1900 railroad accident in Georgia, U.S.

The Camp Creek train wreck was a railroad disaster that took place on 23 June 1900 just outside McDonough, Georgia. The northbound Southern Railway train hit a washout 1.5 miles north of the town, plunging 60 feet into the swollen creek below before bursting into flames, killing 35 of the 45 aboard the train.

== Events preceding the wreck ==
The train, consisting of Southern engine No. 7 with two coaches and a Pullman sleeper car attached, departed Macon, Georgia, at 7:10 pm with railroad engineer J.T. Sullivan at the controls. Sullivan was not supposed to be the engineer that night, but the scheduled engineer's daughter had come down with pneumonia. Sullivan agreed to fill in for his fellow engineer. The train arrived in McDonough on time, where it usually would be coupled with a connecting train from Columbus, Georgia, which would then in turn be hauled north to Atlanta. However, by no small miracle for those on board, the train from Columbus did not arrive on time, and No. 7 departed north towards Atlanta without its usual load of passengers. It was raining heavily and some passengers were nervous about travelling in such adverse weather. When Sullivan was told of this he remarked, "We'll either be having breakfast in Atlanta or Hell." He received orders to leave McDonough and head north at around 9:45 pm.

== The wreck ==
Shortly after leaving McDonough, No. 7 came upon the Camp Creek trestle. The trestle's brick supports had been washed away by the raging waters of the creek, which had been fed by more than two weeks of continuous rain. The engineer saw this and applied the brakes, but it was too late. The bridge collapsed under the weight of the train, sending No. 7 crashing into the rushing water. Shortly after hitting the water, the locomotive burst into flames, followed by the two coaches. Only the Pullman car remained unburned. All 10 of the survivors were in the Pullman car at the time of the crash, as there were no survivors from the locomotive and first two cars, which had splintered upon impact.

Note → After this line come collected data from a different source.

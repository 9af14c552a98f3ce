use contracts::domain::common::{Entity, EntityId};
use contracts::shared::pagination::PageInfo;

/// Client-side cache of one entity type
///
/// `items` mirrors the last successful list fetch in server order. `current`
/// has its own lifecycle and is only kept in line with `items` by explicit
/// reducer cases.
#[derive(Clone, Debug, PartialEq)]
pub struct EntityState<T> {
    pub items: Vec<T>,
    pub current: Option<T>,
    pub pagination: PageInfo,
    pub is_loading: bool,
    pub error: Option<String>,
}

impl<T> Default for EntityState<T> {
    fn default() -> Self {
        Self {
            items: Vec::new(),
            current: None,
            pagination: PageInfo::default(),
            is_loading: false,
            error: None,
        }
    }
}

impl<T: Entity> EntityState<T> {
    pub fn find(&self, id: EntityId) -> Option<&T> {
        self.items.iter().find(|item| item.id() == id)
    }

    pub fn is_empty(&self) -> bool {
        self.items.is_empty()
    }
}
pub mod login;
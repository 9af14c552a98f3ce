//! Tab content
//!
//! - `page`: `TabPage`, one mounted screen per opened tab

pub mod page;

pub use page::TabPage;
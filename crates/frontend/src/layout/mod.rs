pub mod center;
pub mod global_context;
pub mod left;
pub mod tabs;
pub mod top_header;

use leptos::prelude::*;
use top_header::TopHeader;

/// Main application shell
///
/// ```text
/// +---------------------------+
/// |         TopHeader         |
/// +---------------------------+
/// |  Sidebar  |    Tabs       |
/// |   (Left)  |   (Center)    |
/// +---------------------------+
/// ```
#[component]
pub fn Shell() -> impl IntoView {
    view! {
        <div class="app-layout">
            <TopHeader />
            <div class="app-body">
                <left::Left>
                    <left::Sidebar />
                </left::Left>
                <div class="app-main">
                    <center::Center />
                </div>
            </div>
        </div>
    }
}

The flagman, J.J. Quinlan, was the first of the survivors to successfully scale the muddy embankment, and quickly procured a length of rope that was then used to save two women from Boston. He then ran into town to alert the local telegraph operator before passing out on the floor of the telegraph office.

== Response and aftermath ==
The entire male population of McDonough was quickly mobilized shortly after Quinlan delivered the news of the wreck. However, they were unable to assist those who may have still been alive in the cars because of the flames. Word was sent out to Atlanta of the crash, and a train with doctors and ministers arrived the next morning.

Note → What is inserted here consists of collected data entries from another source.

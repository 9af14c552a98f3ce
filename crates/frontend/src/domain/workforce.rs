use contracts::domain::{Guard, GuardAssignment, GuardType, Leave, Note};
use contracts::enums::LeaveStatus;
use serde_json::json;

use super::status_button;
use crate::shared::date_utils::{format_date, format_timestamp};
use crate::shared::entity_page::{or_dash, Column, StatusButton, TableColumns};

impl TableColumns for Guard {
    fn columns() -> &'static [Column] {
        const COLUMNS: &[Column] = &[
            Column::sortable("name", "Name"),
            Column::plain("phone", "Phone"),
            Column::plain("cnic", "CNIC"),
            Column::plain("guard_type", "Type"),
            Column::sortable("is_active", "Status"),
        ];
        COLUMNS
    }

    fn cell(&self, key: &str) -> String {
        match key {
            "name" => self.name.clone(),
            "phone" => or_dash(&self.phone),
            "cnic" => or_dash(&self.cnic),
            "guard_type" => or_dash(&self.guard_type.as_ref().map(|t| t.name.clone())),
            "is_active" => if self.is_active { "Active" } else { "Inactive" }.to_string(),
            _ => String::new(),
        }
    }

    fn title(&self) -> String {
        self.name.clone()
    }

    fn template() -> serde_json::Value {
        json!({
            "name": "",
            "email": null,
            "phone": null,
            "cnic": null,
            "address": null,
            "guard_type_id": null,
            "is_active": true,
        })
    }

    fn status_buttons(&self) -> Vec<StatusButton> {
        vec![StatusButton::toggle("is_active", self.is_active)]
    }
}

impl TableColumns for GuardType {
    fn columns() -> &'static [Column] {
        const COLUMNS: &[Column] = &[
            Column::sortable("name", "Name"),
            Column::plain("description", "Description"),
        ];
        COLUMNS
    }

    fn cell(&self, key: &str) -> String {
        match key {
            "name" => self.name.clone(),
            "description" => or_dash(&self.description),
            _ => String::new(),
        }
    }

    fn title(&self) -> String {
        self.name.clone()
    }

    fn template() -> serde_json::Value {
        json!({ "name": "", "description": null })
    }
}

impl TableColumns for Leave {
    fn columns() -> &'static [Column] {
        const COLUMNS: &[Column] = &[
            Column::plain("guard", "Guard"),
            Column::sortable("leave_type", "Type"),
            Column::sortable("from_date", "From"),
            Column::sortable("to_date", "To"),
            Column::plain("days", "Days"),
            Column::sortable("status", "Status"),
        ];
        COLUMNS
    }

    fn cell(&self, key: &str) -> String {
        match key {
            "guard" => self
                .guard_name
                .clone()
                .unwrap_or_else(|| format!("#{}", self.guard_id)),
            "leave_type" => self.leave_type.clone(),
            "from_date" => format_date(&self.from_date),
            "to_date" => format_date(&self.to_date),
            "days" => self.days().to_string(),
            "status" => self.status.display_name().to_string(),
            _ => String::new(),
        }
    }

    fn title(&self) -> String {
        format!("{} leave, {}", self.leave_type, self.cell("guard"))
    }

    fn template() -> serde_json::Value {
        json!({
            "guard_id": null,
            "leave_type": "",
            "from_date": "",
            "to_date": "",
            "reason": null,
        })
    }

    fn status_buttons(&self) -> Vec<StatusButton> {
        match self.status {
            LeaveStatus::Pending => vec![
                status_button("Approve", LeaveStatus::Approved.code()),
                status_button("Reject", LeaveStatus::Rejected.code()),
            ],
            LeaveStatus::Approved | LeaveStatus::Rejected => Vec::new(),
        }
    }
}

impl TableColumns for GuardAssignment {
    fn columns() -> &'static [Column] {
        const COLUMNS: &[Column] = &[
            Column::plain("guard", "Guard"),
            Column::plain("duty", "Duty"),
            Column::sortable("status", "Status"),
            Column::sortable("assigned_at", "Assigned"),
        ];
        COLUMNS
    }

    fn cell(&self, key: &str) -> String {
        match key {
            "guard" => self
                .guard_name
                .clone()
                .unwrap_or_else(|| format!("#{}", self.guard_id)),
            "duty" => self
                .duty_title
                .clone()
                .unwrap_or_else(|| format!("#{}", self.duty_id)),
            "status" => self.status.display_name().to_string(),
            "assigned_at" => self
                .assigned_at
                .as_deref()
                .map(format_timestamp)
                .unwrap_or_else(|| "-".to_string()),
            _ => String::new(),
        }
    }

    fn title(&self) -> String {
        format!("{} on {}", self.cell("guard"), self.cell("duty"))
    }

    fn template() -> serde_json::Value {
        json!({ "guard_id": null, "duty_id": null, "notes": null })
    }

    /// One button per allowed transition
    fn status_buttons(&self) -> Vec<StatusButton> {
        self.status
            .available_transitions()
            .iter()
            .map(|next| status_button(next.action_label(), next.code()))
            .collect()
    }
}

impl TableColumns for Note {
    fn columns() -> &'static [Column] {
        const COLUMNS: &[Column] = &[
            Column::sortable("title", "Title"),
            Column::plain("guard_id", "Guard"),
            Column::sortable("created_at", "Created"),
        ];
        COLUMNS
    }

    fn cell(&self, key: &str) -> String {
        match key {
            "title" => self.title.clone(),
            "guard_id" => or_dash(&self.guard_id.map(|id| format!("#{}", id))),
            "created_at" => self
                .created_at
                .as_deref()
                .map(format_timestamp)
                .unwrap_or_else(|| "-".to_string()),
            _ => String::new(),
        }
    }

    fn title(&self) -> String {
        self.title.clone()
    }

    fn template() -> serde_json::Value {
        json!({ "guard_id": null, "title": "", "body": null })
    }
}

#[cfg(test)]
mod tests {
    use super::*;
    use crate::shared::entity_store::StatusChange;
    use contracts::enums::AssignmentStatus;

    fn assignment(status: AssignmentStatus) -> GuardAssignment {
        GuardAssignment {
            id: 1,
            guard_id: 7,
            duty_id: 3,
            status,
            assigned_at: None,
            notes: None,
            guard_name: Some("Ali".to_string()),
            duty_title: None,
        }
    }

    #[test]
    fn test_assignment_buttons_follow_transitions() {
        let buttons = assignment(AssignmentStatus::Pending).status_buttons();
        let labels: Vec<_> = buttons.iter().map(|b| b.label.as_str()).collect();
        assert_eq!(labels, vec!["Accept", "Reject", "Cancel"]);
        assert_eq!(
            buttons[0].change,
            StatusChange::new("change-status", "status", "accepted")
        );

        assert!(assignment(AssignmentStatus::Completed).status_buttons().is_empty());
    }

    #[test]
    fn test_assignment_cells_fall_back_to_ids() {
        let item = assignment(AssignmentStatus::Active);
        assert_eq!(item.cell("guard"), "Ali");
        assert_eq!(item.cell("duty"), "#3");
        assert_eq!(item.cell("assigned_at"), "-");
        assert_eq!(item.title(), "Ali on #3");
    }

    #[test]
    fn test_guard_toggle() {
        let guard = Guard {
            id: 1,
            name: "Ali".to_string(),
            email: None,
            phone: None,
            cnic: None,
            address: None,
            guard_type_id: None,
            guard_type: None,
            photo_url: None,
            is_active: true,
            created_at: None,
        };
        let buttons = guard.status_buttons();
        assert_eq!(buttons.len(), 1);
        assert_eq!(buttons[0].change.value, serde_json::json!(false));
        assert_eq!(guard.cell("guard_type"), "-");
    }
}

The bodies of the dead were not able to be recovered until the next morning when the flames died out. Many of the dead were disfiguringly crushed and charred, and identification was dependent on the documents in their pockets. The bodies of those without identifying documents were laid out in the McDonough town square for families to come and identify their loved ones. Some claim this has resulted in the square being haunted.

== List of the dead ==
WILLIAM A. BARCLAY, Conductor, Atlanta.

J. E. WOOD, Conductor, Atlanta.

J. A. HUNNICUT, Conductor, Atlanta.

J. T. SULLIVAN, Engineer.

W. W. BENNETT, baggage master, Atlanta.

T. E. MADDOX, cotton buyer, Atlanta.

W. J. PATE, Atlanta.

12-year-old son of W. J. Pate, Atlanta.

H. R. CRESSINAS, Pullman conductor.

GEORGE W. FLOURNOY, Atlanta.

D. C. HIGHTOWER, Stockbridge, Ga.

W. W. SPARK, Macon, Ga.

ELDER HENSON, traveling man, believed to be of Florida.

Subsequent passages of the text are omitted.